Kusovac then worked at Radio B92 until 1993. In 1993, he was a part of Radio Brod (short-lived European Union-sponsored outlet whose signal was broadcast into the former Yugoslav republics during the Yugoslav Wars), before getting hired at the United States Congress funded Radio Free Europe/Radio Liberty. At RFE/RL, Kusovac first worked as a correspondent from the Balkans before moving to the station's headquarters in Prague. Simultaneously, he contributed to various print media outlets throughout the Balkans. From July 2006 until March 2008, he maintained a blog on B92.net website.

Kusovac was employed at RFE/RL until 2007, which is when he moved his family to Montenegro. Simultaneously, in Belgrade, he was one of the founders of e-novine.com, far left wing web portal.

In July 2008, Kusovac became the media adviser to Montenegrin Prime Minister Milo Đukanović, presiding over the media fallout from the Montenegrin recognition of unilaterally declared independence of Kosovo.

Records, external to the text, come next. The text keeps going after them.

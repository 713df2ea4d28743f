//! The registry service: hosts a [`Registry`] over a [`Store`].
//!
//! The service provides what the pure registry expects from its host:
//! serialized all-or-nothing execution, an execution context for signed
//! calls, and an append-only event log with live subscription.

use std::sync::Arc;

use serde::{Deserialize, Serialize};
use tokio::sync::{broadcast, RwLock};

use proof_registry_core::{
    Call, Context, DataHash, EventRecord, Identity, LabelLimits, Proof, ProofId, Registry,
    RegistryError, RegistrySnapshot, SignedCall, Transition, Verification,
};
use proof_registry_store::{Store, StoreExt};

use crate::clock::{Clock, SystemClock};
use crate::error::{Result, ServiceError};

/// Configuration for the registry service.
#[derive(Debug, Clone, Serialize, Deserialize)]
pub struct RegistryConfig {
    /// Admin written into a fresh store. Ignored when the store already
    /// holds a registry.
    pub initial_admin: Identity,
    /// Label size limits for new registrations.
    pub limits: LabelLimits,
    /// Capacity of the live event channel.
    pub event_buffer: usize,
}

impl RegistryConfig {
    pub fn new(initial_admin: Identity) -> Self {
        Self {
            initial_admin,
            limits: LabelLimits::default(),
            event_buffer: 256,
        }
    }
}

/// What a dispatched [`SignedCall`] did.
#[derive(Debug, Clone, PartialEq, Eq)]
pub enum CallOutcome {
    Registered(ProofId),
    Deactivated(ProofId),
    AdminTransferred(Identity),
}

/// The registry together with the seq of the last event it reflects.
struct Ledger {
    registry: Registry,
    head: u64,
}

/// The main service struct.
///
/// Provides a unified API for:
/// - Registering, deactivating and verifying proofs
/// - Enumerating proofs by submitter
/// - Transferring the admin role
/// - Following the event log
///
/// # Execution model
///
/// A mutation takes the registry write lock and plans against the current
/// state. Persisting and applying the plan then runs on its own task that
/// owns the lock, so it finishes even if the calling future is dropped.
/// At most one mutation commits at a time and readers never see a partial
/// write. If the store rejects a commit the in-memory registry is left as
/// it was.
pub struct RegistryService<S: Store, C: Clock = SystemClock> {
    /// The storage backend.
    store: Arc<S>,
    /// In-memory registry, restored from the store.
    ledger: Arc<RwLock<Ledger>>,
    /// Time source for signed calls.
    clock: C,
    /// Live event feed.
    events: broadcast::Sender<EventRecord>,
}

impl<S: Store + 'static> RegistryService<S, SystemClock> {
    /// Open a service over `store` using wall-clock time.
    pub async fn open(store: S, config: RegistryConfig) -> Result<Self> {
        Self::open_with_clock(store, config, SystemClock).await
    }
}

impl<S: Store + 'static, C: Clock> RegistryService<S, C> {
    /// Open a service over `store` with an explicit clock.
    ///
    /// A fresh store is initialized with `config.initial_admin`. An existing
    /// one is restored and checked against the registry invariants.
    pub async fn open_with_clock(store: S, config: RegistryConfig, clock: C) -> Result<Self> {
        let snapshot = store.load_or_initialize(&config.initial_admin).await?;
        let registry = Registry::restore(snapshot, config.limits)?;
        let head = store.event_count().await?;

        tracing::info!(
            proofs = registry.total_records(),
            admin = %registry.admin(),
            head,
            "registry opened"
        );

        let (events, _) = broadcast::channel(config.event_buffer.max(1));

        Ok(Self {
            store: Arc::new(store),
            ledger: Arc::new(RwLock::new(Ledger { registry, head })),
            clock,
            events,
        })
    }

    /// Get the store reference.
    pub fn store(&self) -> &S {
        &self.store
    }

    pub fn clock(&self) -> &C {
        &self.clock
    }

    /// A context for `caller` stamped with the service clock.
    pub fn context_for(&self, caller: Identity) -> Context {
        Context::new(caller, self.clock.now())
    }

    // ─────────────────────────────────────────────────────────────────────────
    // Mutations
    // ─────────────────────────────────────────────────────────────────────────

    /// Register `data_hash` with its labels on behalf of `ctx.caller`.
    pub async fn register(
        &self,
        data_hash: DataHash,
        subject: &str,
        context: &str,
        ctx: &Context,
    ) -> Result<ProofId> {
        self.register_at(None, data_hash, subject, context, ctx)
            .await
    }

    /// Soft-delete proof `id`. Only its submitter may do this.
    pub async fn deactivate(&self, id: ProofId, ctx: &Context) -> Result<()> {
        self.deactivate_at(None, id, ctx).await
    }

    /// Hand the admin role to `new_admin`. Only the current admin may do this.
    pub async fn transfer_admin(&self, new_admin: Identity, ctx: &Context) -> Result<()> {
        self.transfer_admin_at(None, new_admin, ctx).await
    }

    /// Authenticate a signed call and run it as its signer.
    ///
    /// The call must have been signed against the current log head; see
    /// [`head_seq`](Self::head_seq). Anything else is refused as stale.
    pub async fn dispatch(&self, signed: &SignedCall) -> Result<CallOutcome> {
        let caller = signed.verify().map_err(|e| {
            tracing::warn!(signer = %signed.signer, error = %e, "rejected signed call");
            e
        })?;
        let ctx = self.context_for(caller);
        let base = Some(signed.base_seq);

        match &signed.call {
            Call::Register {
                data_hash,
                subject,
                context,
            } => self
                .register_at(base, *data_hash, subject, context, &ctx)
                .await
                .map(CallOutcome::Registered),
            Call::Deactivate { id } => self
                .deactivate_at(base, *id, &ctx)
                .await
                .map(|()| CallOutcome::Deactivated(*id)),
            Call::TransferAdmin { new_admin } => self
                .transfer_admin_at(base, *new_admin, &ctx)
                .await
                .map(|()| CallOutcome::AdminTransferred(*new_admin)),
        }
    }

    async fn register_at(
        &self,
        base_seq: Option<u64>,
        data_hash: DataHash,
        subject: &str,
        context: &str,
        ctx: &Context,
    ) -> Result<ProofId> {
        let record = self
            .execute(base_seq, |reg| {
                reg.plan_register(data_hash, subject, context, ctx)
            })
            .await?;

        let id = record.event.proof_id().unwrap_or_default();
        tracing::info!(
            id = %id,
            submitter = %ctx.caller,
            hash = %data_hash,
            seq = record.seq,
            "proof registered"
        );
        Ok(id)
    }

    async fn deactivate_at(&self, base_seq: Option<u64>, id: ProofId, ctx: &Context) -> Result<()> {
        let record = self
            .execute(base_seq, |reg| reg.plan_deactivate(id, ctx))
            .await?;
        tracing::info!(id = %id, caller = %ctx.caller, seq = record.seq, "proof deactivated");
        Ok(())
    }

    async fn transfer_admin_at(
        &self,
        base_seq: Option<u64>,
        new_admin: Identity,
        ctx: &Context,
    ) -> Result<()> {
        let record = self
            .execute(base_seq, |reg| reg.plan_transfer_admin(new_admin, ctx))
            .await?;
        tracing::info!(
            previous = %ctx.caller,
            new_admin = %new_admin,
            seq = record.seq,
            "admin transferred"
        );
        Ok(())
    }

    /// Plan against the current state, then persist, apply and publish.
    ///
    /// Dropping the returned future after planning does not stop the commit.
    async fn execute<F>(&self, base_seq: Option<u64>, plan: F) -> Result<EventRecord>
    where
        F: FnOnce(&Registry) -> std::result::Result<Transition, RegistryError>,
    {
        let mut ledger = Arc::clone(&self.ledger).write_owned().await;

        if let Some(base_seq) = base_seq {
            if base_seq != ledger.head {
                tracing::warn!(base_seq, head = ledger.head, "stale signed call");
                return Err(ServiceError::StaleCall {
                    base_seq,
                    head: ledger.head,
                });
            }
        }

        let transition = plan(&ledger.registry).map_err(|e| {
            tracing::debug!(error = %e, "operation rejected");
            e
        })?;

        let store = Arc::clone(&self.store);
        let events = self.events.clone();
        let commit = tokio::spawn(async move {
            let seq = store.commit(&transition).await?;
            let event = ledger.registry.apply(transition);
            ledger.head = seq;
            drop(ledger);

            let record = EventRecord { seq, event };
            // Sending only fails when nobody is subscribed.
            let _ = events.send(record.clone());
            Ok::<_, ServiceError>(record)
        });

        commit
            .await
            .map_err(|e| ServiceError::Task(e.to_string()))?
    }

    // ─────────────────────────────────────────────────────────────────────────
    // Queries
    // ─────────────────────────────────────────────────────────────────────────

    /// Check whether `data_hash` is registered and still active.
    pub async fn verify_hash(&self, data_hash: &DataHash) -> Verification {
        self.ledger.read().await.registry.verify_hash(data_hash)
    }

    /// Ids of every proof registered by `submitter`, oldest first.
    pub async fn list_by_submitter(&self, submitter: &Identity) -> Vec<ProofId> {
        self.ledger.read().await.registry.list_by_submitter(submitter)
    }

    /// Proofs registered by `submitter`, oldest first.
    pub async fn proofs_by_submitter(&self, submitter: &Identity) -> Vec<(ProofId, Proof)> {
        self.ledger.read().await.registry.proofs_by_submitter(submitter)
    }

    pub async fn get_proof(&self, id: ProofId) -> Option<Proof> {
        self.ledger.read().await.registry.get_proof(id).cloned()
    }

    /// Number of proofs ever registered.
    pub async fn total_records(&self) -> u64 {
        self.ledger.read().await.registry.total_records()
    }

    pub async fn admin(&self) -> Identity {
        self.ledger.read().await.registry.admin()
    }

    /// A consistent copy of the whole registry state.
    pub async fn snapshot(&self) -> RegistrySnapshot {
        self.ledger.read().await.registry.snapshot()
    }

    // ─────────────────────────────────────────────────────────────────────────
    // Events
    // ─────────────────────────────────────────────────────────────────────────

    /// Seq of the last committed event, 0 for an empty log.
    ///
    /// Signed calls are signed against this value.
    pub async fn head_seq(&self) -> u64 {
        self.ledger.read().await.head
    }

    /// Persisted events with `seq > after_seq`.
    pub async fn events_since(&self, after_seq: u64) -> Result<Vec<EventRecord>> {
        Ok(self.store.events_since(after_seq).await?)
    }

    /// Receive events as they are committed.
    ///
    /// Slow receivers may lag; use [`events_since`](Self::events_since) to
    /// catch up from the last seq they saw.
    pub fn subscribe(&self) -> broadcast::Receiver<EventRecord> {
        self.events.subscribe()
    }
}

In October 2009, Kusovac became the editor-in-chief of Pobjeda, a daily newspaper owned by the Montenegrin government. During his reign in 2010, the newspaper began to be published using the Latin script for the first time in its history after decades of using Cyrillic. Additionally, Kusovac got into several vicious printed exchanges with Željko Ivanović, editor-in-chief of Vijesti, rival Podgorica daily with a pro-opposition editorial policy. Kusovac left the editorial post at Pobjeda in August 2013. The manner in which he left the paper aroused controversy in Montenegro. Vijesti published the news of Kusovac's departure from Pobjeda in early August 2013, however Kusovac angrily denied it, saying he is only going on vacation while vowing to "throw the Vijesti people in jail just like I promised". However, despite Kusovac's denials, his departure from Pobjeda was officially confirmed in late September 2013.

At the same time, Kusovac got announced as the new head of the Montenegrin government's Public Relations Bureau.

Two journalists from the independent weekly magazine Monitor, Milka Tadic Mijovic and Milena Perovic, sued Kusovac for damaging their "reputation and honour" in a series of articles that were published in Pobjeda between September 2011 and April 2012. The case was settled in 2019 when Kusovac was required to pay the two journalists 5,000 euros each.